Among organizations that serve young adults with ASD is the HDS Foundation (HDSF). I had the opportunity to speak with Cristina Miranda Gilson, Chairman and President of the HDS Foundation. She shared that, as the parent of a college senior on the Autism Spectrum, the journey is often overwhelming for parents and family members, as well as the individuals affected.
Each child’s situation is different, and today there are many resources available that provide information and services, but these are not always the right fit. The family must plan ahead and navigate the school system, medical needs, therapeutic and psychological needs, not to mention social, living, and other conditions affecting their child. The layers of information and requirements are daunting at times. The parent becomes an advocate, caretaker, counselor and takes on many other roles. This can take an enormous toll on the family.
Cristina strongly believes that there is a need to compartmentalize this journey and manage the information on hand today. One of the missions of the HDS Foundation is to help parents and students create a toolbox comprised of the resources that best apply to them—this allows the family to make better choices. Cristina feels that although the number of resources and outcomes for this population has increased tremendously, the downside is the ability to navigate them. This affects the child and family as well as the teachers, educational facilitators, and others who support this population in the K-12 setting and in preparation for their post-secondary journey.

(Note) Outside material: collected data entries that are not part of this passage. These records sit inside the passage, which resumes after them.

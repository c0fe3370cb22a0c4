//! Cut a closed solid mesh into eight octant parts that plug back together.
//!
//! The model's bounding box is split on its three mid-planes. Each of the
//! eight cutting volumes grows a tapered peg or carves a slightly larger
//! socket on every cut face, is intersected with the model, and the result
//! is repaired into a closed, consistently wound solid.
//!
//! The pipeline, in order:
//! - [`octant::partition`] places the eight cutting volumes
//! - [`connector::add_connectors`] shapes each volume's pegs and sockets
//! - [`boolean::extract`] intersects the model with one volume through a
//!   pluggable [`boolean::BooleanSolver`]
//! - [`repair::ManifoldRepairEngine`] closes whatever the cut left open
//! - [`cutter::Cutter`] runs the above per octant and collects the parts
//!
//! # Features
//! #### Default
//! - **f64**: use f64 as Real
//! - [**stl-io**](https://en.wikipedia.org/wiki/STL_(file_format)): `.stl` import/export and the `octacut` binary
//!
//! #### Optional
//! - **f32**: use f32 as Real, this conflicts with f64
//! - **parallel**: use rayon to run the octant pipelines concurrently

#![forbid(unsafe_code)]
#![warn(clippy::missing_const_for_fn, clippy::approx_constant, clippy::all)]

pub mod boolean;
pub mod config;
pub mod connector;
pub mod cutter;
pub mod diagnostics;
pub mod errors;
pub mod float_types;
pub mod io;
pub mod mesh;
pub mod octant;
pub mod repair;

#[cfg(any(all(feature = "f64", feature = "f32"), not(any(feature = "f64", feature = "f32"))))]
compile_error!("Either 'f64' or 'f32' feature must be specified, but not both");

pub use cutter::{CutOutcome, Cutter, Part, SourceModel, cut};
pub use mesh::Mesh;
//! Turning a polygon soup back into a connected indexed mesh.

use crate::float_types::{Real, tolerance};
use crate::mesh::polygon::Polygon;
use crate::mesh::vertex::Vertex;
use crate::mesh::{Edge, IndexedPolygon, Mesh};
use hashbrown::{HashMap, HashSet};
use nalgebra::Point3;
use std::fmt::Debug;

/// Upper bound on T-junction passes; each pass only inserts, so a handful suffices
const MAX_T_JUNCTION_PASSES: usize = 8;

/// Spatial hash of vertex positions; points within the weld distance share an index.
struct WeldGrid {
    cell: Real,
    buckets: HashMap<(i64, i64, i64), Vec<usize>>,
    vertices: Vec<Vertex>,
}

impl WeldGrid {
    fn new(cell: Real) -> Self {
        Self {
            cell,
            buckets: HashMap::new(),
            vertices: Vec::new(),
        }
    }

    fn key(&self, p: &Point3<Real>) -> (i64, i64, i64) {
        (
            (p.x / self.cell).floor() as i64,
            (p.y / self.cell).floor() as i64,
            (p.z / self.cell).floor() as i64,
        )
    }

    fn insert(&mut self, vertex: &Vertex) -> usize {
        let (kx, ky, kz) = self.key(&vertex.pos);
        for dx in -1..=1 {
            for dy in -1..=1 {
                for dz in -1..=1 {
                    if let Some(bucket) = self.buckets.get(&(kx + dx, ky + dy, kz + dz)) {
                        for &i in bucket {
                            if (self.vertices[i].pos - vertex.pos).norm() <= self.cell {
                                return i;
                            }
                        }
                    }
                }
            }
        }
        let index = self.vertices.len();
        self.vertices.push(*vertex);
        self.buckets.entry((kx, ky, kz)).or_default().push(index);
        index
    }
}

impl<S: Clone + Send + Sync + Debug> Mesh<S> {
    /// Weld a polygon soup into an indexed mesh.
    ///
    /// Points closer than the crate tolerance are merged, polygons that
    /// collapse below three distinct vertices are dropped, and T-junctions
    /// (a vertex of one polygon lying inside an edge of its neighbour) are
    /// resolved by inserting that vertex into the longer edge.
    pub fn from_polygons(polygons: &[Polygon<S>], metadata: Option<S>) -> Mesh<S> {
        let mut grid = WeldGrid::new(tolerance());
        let mut faces = Vec::with_capacity(polygons.len());

        for polygon in polygons {
            let mut indices: Vec<usize> = polygon.vertices.iter().map(|v| grid.insert(v)).collect();
            indices.dedup();
            while indices.len() > 1 && indices.first() == indices.last() {
                indices.pop();
            }
            let distinct: HashSet<usize> = indices.iter().copied().collect();
            if distinct.len() < 3 || distinct.len() != indices.len() {
                continue;
            }
            faces.push(IndexedPolygon::new(
                indices,
                polygon.plane.clone(),
                polygon.metadata.clone(),
            ));
        }

        let mut mesh = Mesh {
            vertices: grid.vertices,
            polygons: faces,
            metadata,
        };
        mesh.fix_t_junctions();
        mesh.remove_loose();
        mesh.compute_vertex_normals();
        mesh
    }

    /// Split open edges at boundary vertices lying on them.
    /// Returns the number of vertices inserted.
    pub fn fix_t_junctions(&mut self) -> usize {
        let eps = tolerance();
        let mut inserted = 0;

        for _ in 0..MAX_T_JUNCTION_PASSES {
            let open: HashSet<Edge> = self
                .edge_face_counts()
                .into_iter()
                .filter(|&(_, count)| count == 1)
                .map(|(edge, _)| edge)
                .collect();
            if open.is_empty() {
                break;
            }
            let mut candidates: Vec<usize> = open.iter().flat_map(|e| [e.0, e.1]).collect();
            candidates.sort_unstable();
            candidates.dedup();

            let mut pass_inserted = 0;
            for p in 0..self.polygons.len() {
                let old = &self.polygons[p].indices;
                let n = old.len();
                let mut rebuilt = Vec::with_capacity(n);
                for k in 0..n {
                    let (a, b) = (old[k], old[(k + 1) % n]);
                    rebuilt.push(a);
                    if !open.contains(&Edge::new(a, b)) {
                        continue;
                    }
                    let pa = self.vertices[a].pos;
                    let ab = self.vertices[b].pos - pa;
                    let len2 = ab.norm_squared();
                    if len2 <= eps * eps {
                        continue;
                    }
                    let mut on_edge: Vec<(Real, usize)> = candidates
                        .iter()
                        .filter(|&&v| v != a && v != b && !old.contains(&v))
                        .filter_map(|&v| {
                            let ap = self.vertices[v].pos - pa;
                            let t = ap.dot(&ab) / len2;
                            let off = (ap - ab * t).norm();
                            let margin = eps / len2.sqrt();
                            (t > margin && t < 1.0 - margin && off <= eps).then_some((t, v))
                        })
                        .collect();
                    on_edge.sort_by(|x, y| x.0.total_cmp(&y.0));
                    pass_inserted += on_edge.len();
                    rebuilt.extend(on_edge.into_iter().map(|(_, v)| v));
                }
                self.polygons[p].indices = rebuilt;
            }

            inserted += pass_inserted;
            if pass_inserted == 0 {
                break;
            }
        }
        inserted
    }
}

The HDS Foundation focuses on the older teens and young adult populations, as the transition into and future outcomes in adulthood depend on how they navigate their journey during these years. They have so many possibilities for their future, but it takes a village to get them there. Through the HDS Foundation website, you can now access a library of resources by categories and learn about new programs and upcoming events. The Foundation even offers a tool that helps you compare resources, making it easier to find the right fit. HDSF hopes to keep working with the high schools and post-secondary programs working with businesses big and small through community-based collaborations to make this happen.
Like Cristina, I, too, have an adult child on the Autism Spectrum. Our son Devin’s milestones have been different from others, but he’s moving forward in his life. We are incredibly proud of the responsible adult he has become. Like many other young adults, he is working to make his dreams a reality one day at a time. We need to continue to support other young people like him by giving them the proper tools to create rewarding and fulfilling lives.